Extracted records: Begin
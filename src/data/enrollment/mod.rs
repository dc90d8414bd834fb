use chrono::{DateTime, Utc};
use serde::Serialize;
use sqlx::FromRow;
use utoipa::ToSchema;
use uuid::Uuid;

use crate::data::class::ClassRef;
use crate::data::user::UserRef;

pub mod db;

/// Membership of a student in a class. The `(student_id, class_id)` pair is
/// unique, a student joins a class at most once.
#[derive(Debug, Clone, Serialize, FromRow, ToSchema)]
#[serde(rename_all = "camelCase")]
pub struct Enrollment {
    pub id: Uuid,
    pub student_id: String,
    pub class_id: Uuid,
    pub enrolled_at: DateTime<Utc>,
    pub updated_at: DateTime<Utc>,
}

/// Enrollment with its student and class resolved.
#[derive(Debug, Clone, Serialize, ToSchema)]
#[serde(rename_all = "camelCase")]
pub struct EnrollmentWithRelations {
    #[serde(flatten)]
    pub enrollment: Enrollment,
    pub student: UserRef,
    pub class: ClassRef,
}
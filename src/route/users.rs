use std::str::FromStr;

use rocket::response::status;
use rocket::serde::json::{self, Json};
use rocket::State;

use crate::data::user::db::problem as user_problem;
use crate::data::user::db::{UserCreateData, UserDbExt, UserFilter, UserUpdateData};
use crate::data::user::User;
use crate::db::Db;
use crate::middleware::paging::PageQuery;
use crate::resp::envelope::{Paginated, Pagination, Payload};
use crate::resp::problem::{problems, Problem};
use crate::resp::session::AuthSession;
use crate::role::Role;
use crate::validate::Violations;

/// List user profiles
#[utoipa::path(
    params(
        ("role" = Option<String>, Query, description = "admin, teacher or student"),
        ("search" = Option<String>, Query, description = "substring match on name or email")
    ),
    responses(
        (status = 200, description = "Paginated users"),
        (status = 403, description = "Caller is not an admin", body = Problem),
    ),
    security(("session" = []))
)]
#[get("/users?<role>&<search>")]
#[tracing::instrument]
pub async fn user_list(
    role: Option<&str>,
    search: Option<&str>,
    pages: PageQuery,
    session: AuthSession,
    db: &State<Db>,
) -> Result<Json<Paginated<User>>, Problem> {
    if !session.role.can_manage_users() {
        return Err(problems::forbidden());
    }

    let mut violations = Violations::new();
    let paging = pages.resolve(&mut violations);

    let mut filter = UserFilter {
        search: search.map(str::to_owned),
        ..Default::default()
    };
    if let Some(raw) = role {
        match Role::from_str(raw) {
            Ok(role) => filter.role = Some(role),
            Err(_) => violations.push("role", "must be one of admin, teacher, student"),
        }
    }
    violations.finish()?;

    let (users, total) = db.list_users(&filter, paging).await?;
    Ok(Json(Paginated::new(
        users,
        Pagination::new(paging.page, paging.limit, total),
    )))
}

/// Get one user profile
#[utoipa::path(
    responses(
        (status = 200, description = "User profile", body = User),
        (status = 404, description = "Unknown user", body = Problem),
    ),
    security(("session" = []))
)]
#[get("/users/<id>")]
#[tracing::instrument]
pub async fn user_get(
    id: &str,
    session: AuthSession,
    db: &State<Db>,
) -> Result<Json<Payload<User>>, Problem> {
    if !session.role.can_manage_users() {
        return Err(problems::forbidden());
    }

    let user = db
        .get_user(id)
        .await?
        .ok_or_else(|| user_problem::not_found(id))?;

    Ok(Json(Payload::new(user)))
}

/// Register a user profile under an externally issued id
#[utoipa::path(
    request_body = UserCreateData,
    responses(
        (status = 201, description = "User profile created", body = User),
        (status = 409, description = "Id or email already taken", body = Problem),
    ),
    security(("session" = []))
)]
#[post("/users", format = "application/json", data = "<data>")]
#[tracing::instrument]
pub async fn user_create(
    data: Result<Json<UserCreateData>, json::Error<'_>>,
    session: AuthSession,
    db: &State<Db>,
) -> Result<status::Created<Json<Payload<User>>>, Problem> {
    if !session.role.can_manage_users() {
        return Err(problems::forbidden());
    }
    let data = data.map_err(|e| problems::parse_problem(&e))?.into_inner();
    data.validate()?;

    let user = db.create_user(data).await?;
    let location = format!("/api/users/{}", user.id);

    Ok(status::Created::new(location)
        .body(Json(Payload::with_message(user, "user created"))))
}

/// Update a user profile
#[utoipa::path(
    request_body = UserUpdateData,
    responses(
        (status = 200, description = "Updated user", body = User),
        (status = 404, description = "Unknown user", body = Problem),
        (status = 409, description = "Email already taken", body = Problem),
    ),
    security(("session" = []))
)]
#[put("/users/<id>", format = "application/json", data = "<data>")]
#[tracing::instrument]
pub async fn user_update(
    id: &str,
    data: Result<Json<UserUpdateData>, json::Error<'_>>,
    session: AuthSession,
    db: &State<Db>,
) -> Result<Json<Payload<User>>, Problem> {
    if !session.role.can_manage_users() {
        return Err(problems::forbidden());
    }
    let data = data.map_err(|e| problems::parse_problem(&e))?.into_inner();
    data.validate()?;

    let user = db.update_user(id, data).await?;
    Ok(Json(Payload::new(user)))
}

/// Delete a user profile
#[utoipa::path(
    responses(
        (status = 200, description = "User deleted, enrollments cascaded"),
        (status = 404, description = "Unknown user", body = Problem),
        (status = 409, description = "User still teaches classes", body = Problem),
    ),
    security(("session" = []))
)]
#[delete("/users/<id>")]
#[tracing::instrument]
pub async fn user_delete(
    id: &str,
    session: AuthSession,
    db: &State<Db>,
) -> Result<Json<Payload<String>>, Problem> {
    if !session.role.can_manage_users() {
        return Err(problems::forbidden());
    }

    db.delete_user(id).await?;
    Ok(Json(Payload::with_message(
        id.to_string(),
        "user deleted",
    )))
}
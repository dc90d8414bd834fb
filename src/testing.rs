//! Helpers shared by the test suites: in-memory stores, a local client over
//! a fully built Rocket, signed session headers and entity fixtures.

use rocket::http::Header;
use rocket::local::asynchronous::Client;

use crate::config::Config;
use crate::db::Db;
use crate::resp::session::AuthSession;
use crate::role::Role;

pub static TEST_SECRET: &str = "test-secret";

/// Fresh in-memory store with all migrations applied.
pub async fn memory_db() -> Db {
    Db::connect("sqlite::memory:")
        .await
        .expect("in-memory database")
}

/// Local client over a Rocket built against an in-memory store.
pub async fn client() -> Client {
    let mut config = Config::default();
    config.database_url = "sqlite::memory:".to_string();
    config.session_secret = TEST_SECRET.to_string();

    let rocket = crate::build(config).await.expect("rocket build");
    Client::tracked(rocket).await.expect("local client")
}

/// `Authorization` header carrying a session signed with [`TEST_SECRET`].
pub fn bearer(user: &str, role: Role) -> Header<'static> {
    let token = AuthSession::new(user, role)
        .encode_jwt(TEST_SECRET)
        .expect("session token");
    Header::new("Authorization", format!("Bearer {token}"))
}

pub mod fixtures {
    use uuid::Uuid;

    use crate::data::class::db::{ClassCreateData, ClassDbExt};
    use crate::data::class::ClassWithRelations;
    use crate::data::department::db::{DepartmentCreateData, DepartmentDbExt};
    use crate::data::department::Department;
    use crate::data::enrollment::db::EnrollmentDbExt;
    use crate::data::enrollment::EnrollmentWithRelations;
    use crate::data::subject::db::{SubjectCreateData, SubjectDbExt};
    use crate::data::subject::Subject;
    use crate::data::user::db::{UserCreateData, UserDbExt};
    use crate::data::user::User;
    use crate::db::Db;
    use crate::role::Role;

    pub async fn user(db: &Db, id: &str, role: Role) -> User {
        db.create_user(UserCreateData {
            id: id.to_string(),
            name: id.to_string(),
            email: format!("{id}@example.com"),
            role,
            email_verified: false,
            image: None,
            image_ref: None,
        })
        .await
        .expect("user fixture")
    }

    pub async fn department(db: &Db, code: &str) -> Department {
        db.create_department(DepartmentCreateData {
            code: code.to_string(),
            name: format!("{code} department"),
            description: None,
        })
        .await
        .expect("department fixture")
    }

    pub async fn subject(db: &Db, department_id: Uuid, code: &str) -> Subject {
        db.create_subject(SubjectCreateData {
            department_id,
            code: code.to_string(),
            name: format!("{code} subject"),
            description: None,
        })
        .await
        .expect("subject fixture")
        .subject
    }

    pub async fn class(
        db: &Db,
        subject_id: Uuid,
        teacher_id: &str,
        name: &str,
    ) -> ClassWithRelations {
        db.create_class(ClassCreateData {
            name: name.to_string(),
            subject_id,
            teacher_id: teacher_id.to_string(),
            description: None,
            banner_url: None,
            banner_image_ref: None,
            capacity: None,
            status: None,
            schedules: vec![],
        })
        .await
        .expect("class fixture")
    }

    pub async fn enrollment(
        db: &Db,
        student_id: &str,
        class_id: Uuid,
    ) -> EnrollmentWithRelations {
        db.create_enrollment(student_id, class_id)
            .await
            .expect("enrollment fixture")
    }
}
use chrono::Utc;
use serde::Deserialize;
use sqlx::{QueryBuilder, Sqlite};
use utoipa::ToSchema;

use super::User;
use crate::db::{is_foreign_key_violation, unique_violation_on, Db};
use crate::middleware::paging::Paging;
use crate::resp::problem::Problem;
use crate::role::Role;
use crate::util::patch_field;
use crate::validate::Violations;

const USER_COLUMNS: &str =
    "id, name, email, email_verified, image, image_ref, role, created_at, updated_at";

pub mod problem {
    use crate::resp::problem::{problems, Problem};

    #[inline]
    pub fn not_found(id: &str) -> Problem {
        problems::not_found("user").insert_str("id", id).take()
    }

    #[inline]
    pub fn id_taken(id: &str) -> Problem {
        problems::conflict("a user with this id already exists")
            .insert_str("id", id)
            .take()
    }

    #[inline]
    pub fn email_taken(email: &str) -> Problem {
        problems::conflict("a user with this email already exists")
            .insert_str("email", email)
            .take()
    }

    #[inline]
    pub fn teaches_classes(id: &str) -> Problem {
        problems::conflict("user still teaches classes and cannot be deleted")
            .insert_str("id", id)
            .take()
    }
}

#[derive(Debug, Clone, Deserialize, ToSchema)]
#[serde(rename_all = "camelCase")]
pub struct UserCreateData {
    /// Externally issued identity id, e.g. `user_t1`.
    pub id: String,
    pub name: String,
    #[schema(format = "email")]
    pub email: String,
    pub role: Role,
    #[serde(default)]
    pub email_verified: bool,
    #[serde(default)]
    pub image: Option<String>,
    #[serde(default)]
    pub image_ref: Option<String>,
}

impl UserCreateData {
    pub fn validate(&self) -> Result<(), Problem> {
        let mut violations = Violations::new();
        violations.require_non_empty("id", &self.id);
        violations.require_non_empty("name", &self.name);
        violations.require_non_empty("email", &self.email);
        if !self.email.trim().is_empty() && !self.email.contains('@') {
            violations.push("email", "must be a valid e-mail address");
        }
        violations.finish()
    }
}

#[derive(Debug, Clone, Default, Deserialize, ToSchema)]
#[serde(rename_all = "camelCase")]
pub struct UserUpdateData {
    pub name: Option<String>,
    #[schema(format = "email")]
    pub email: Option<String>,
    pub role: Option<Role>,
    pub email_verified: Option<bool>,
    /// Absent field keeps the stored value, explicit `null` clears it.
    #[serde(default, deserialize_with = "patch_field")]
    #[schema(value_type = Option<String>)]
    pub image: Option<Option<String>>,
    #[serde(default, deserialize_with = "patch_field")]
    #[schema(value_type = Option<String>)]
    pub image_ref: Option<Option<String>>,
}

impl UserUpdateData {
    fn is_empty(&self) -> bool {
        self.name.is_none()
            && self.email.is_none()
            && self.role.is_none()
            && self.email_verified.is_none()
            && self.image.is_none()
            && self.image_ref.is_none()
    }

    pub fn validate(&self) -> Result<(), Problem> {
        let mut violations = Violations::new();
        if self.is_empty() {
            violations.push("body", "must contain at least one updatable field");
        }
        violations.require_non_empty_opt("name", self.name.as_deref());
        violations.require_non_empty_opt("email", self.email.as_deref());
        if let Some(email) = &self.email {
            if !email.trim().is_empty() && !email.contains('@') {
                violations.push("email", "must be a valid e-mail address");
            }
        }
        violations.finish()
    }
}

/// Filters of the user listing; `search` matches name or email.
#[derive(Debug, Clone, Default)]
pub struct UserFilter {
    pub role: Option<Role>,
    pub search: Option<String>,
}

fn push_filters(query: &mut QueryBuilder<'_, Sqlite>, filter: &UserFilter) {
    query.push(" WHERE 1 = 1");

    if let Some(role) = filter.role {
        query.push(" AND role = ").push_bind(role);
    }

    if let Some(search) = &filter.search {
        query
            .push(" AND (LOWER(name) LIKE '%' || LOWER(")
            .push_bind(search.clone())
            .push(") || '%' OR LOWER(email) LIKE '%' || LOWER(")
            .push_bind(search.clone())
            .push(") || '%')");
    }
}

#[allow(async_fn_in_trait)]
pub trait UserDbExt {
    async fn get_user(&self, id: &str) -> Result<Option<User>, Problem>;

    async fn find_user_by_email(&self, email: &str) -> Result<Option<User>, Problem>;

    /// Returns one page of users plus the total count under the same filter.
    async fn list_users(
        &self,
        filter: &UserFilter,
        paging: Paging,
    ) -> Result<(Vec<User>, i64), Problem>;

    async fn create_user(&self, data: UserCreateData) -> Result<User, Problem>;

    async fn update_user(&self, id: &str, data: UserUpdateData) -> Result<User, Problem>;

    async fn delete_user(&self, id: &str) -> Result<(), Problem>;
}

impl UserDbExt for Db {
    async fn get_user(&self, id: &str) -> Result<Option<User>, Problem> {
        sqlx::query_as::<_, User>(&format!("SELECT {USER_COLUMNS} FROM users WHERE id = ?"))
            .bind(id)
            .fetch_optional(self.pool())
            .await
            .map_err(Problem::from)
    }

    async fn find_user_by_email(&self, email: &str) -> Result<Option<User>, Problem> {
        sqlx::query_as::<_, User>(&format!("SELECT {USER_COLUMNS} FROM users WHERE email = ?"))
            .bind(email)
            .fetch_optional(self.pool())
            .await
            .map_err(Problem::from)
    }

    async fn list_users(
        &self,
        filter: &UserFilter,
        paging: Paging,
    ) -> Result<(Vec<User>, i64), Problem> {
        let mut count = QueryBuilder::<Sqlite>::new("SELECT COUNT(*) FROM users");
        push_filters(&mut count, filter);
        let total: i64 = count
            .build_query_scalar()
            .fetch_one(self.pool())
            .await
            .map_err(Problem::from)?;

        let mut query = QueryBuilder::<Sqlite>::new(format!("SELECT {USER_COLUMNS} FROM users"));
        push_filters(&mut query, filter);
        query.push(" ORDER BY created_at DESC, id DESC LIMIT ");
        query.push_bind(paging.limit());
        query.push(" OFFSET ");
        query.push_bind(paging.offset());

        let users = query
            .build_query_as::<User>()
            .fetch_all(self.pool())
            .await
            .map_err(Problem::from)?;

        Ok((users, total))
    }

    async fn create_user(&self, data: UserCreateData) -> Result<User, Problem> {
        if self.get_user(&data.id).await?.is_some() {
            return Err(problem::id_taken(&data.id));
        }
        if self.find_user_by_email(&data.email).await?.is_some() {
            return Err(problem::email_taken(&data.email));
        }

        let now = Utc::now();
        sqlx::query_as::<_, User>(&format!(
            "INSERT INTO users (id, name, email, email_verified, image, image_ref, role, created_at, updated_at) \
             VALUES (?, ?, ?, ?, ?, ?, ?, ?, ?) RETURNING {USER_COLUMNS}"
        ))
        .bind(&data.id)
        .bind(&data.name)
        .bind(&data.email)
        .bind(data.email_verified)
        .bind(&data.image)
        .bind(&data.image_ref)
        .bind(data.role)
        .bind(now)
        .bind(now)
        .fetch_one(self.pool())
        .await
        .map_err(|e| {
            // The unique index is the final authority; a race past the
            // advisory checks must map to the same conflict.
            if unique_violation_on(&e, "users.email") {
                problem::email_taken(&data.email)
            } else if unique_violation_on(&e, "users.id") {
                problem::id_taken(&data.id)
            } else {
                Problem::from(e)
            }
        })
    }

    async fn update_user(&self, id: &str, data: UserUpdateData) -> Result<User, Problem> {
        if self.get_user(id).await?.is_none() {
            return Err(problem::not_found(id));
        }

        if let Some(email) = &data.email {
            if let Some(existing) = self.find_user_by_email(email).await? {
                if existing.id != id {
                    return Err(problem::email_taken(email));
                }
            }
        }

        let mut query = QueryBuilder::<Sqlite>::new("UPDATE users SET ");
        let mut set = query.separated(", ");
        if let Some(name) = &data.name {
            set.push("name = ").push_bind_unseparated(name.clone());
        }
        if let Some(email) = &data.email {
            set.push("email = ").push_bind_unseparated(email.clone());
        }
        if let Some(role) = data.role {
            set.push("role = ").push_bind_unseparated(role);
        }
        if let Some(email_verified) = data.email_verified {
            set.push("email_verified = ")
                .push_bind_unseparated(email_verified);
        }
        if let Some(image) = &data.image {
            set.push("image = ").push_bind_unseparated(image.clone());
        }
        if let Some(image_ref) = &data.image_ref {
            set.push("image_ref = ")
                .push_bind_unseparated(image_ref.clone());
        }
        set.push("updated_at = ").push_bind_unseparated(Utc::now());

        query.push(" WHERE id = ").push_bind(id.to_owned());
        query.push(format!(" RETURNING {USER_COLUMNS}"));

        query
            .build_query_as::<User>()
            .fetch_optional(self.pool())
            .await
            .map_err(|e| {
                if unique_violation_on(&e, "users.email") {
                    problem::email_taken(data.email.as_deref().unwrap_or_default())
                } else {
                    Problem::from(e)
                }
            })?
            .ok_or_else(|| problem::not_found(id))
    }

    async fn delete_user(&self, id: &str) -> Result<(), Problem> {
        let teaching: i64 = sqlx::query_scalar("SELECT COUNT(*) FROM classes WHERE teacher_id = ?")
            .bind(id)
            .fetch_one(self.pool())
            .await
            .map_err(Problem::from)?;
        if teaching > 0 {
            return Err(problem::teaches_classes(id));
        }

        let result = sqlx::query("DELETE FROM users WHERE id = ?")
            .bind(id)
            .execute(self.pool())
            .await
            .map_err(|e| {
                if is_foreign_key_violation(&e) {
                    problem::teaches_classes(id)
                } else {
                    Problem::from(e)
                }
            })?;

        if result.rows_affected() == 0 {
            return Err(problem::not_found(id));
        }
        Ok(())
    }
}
Extracted records: End
What is being asked :: Search the entries above for "ClassRef". Show every line that has it.

Exercise answer ::
use crate::data::class::ClassRef;
    pub class: ClassRef,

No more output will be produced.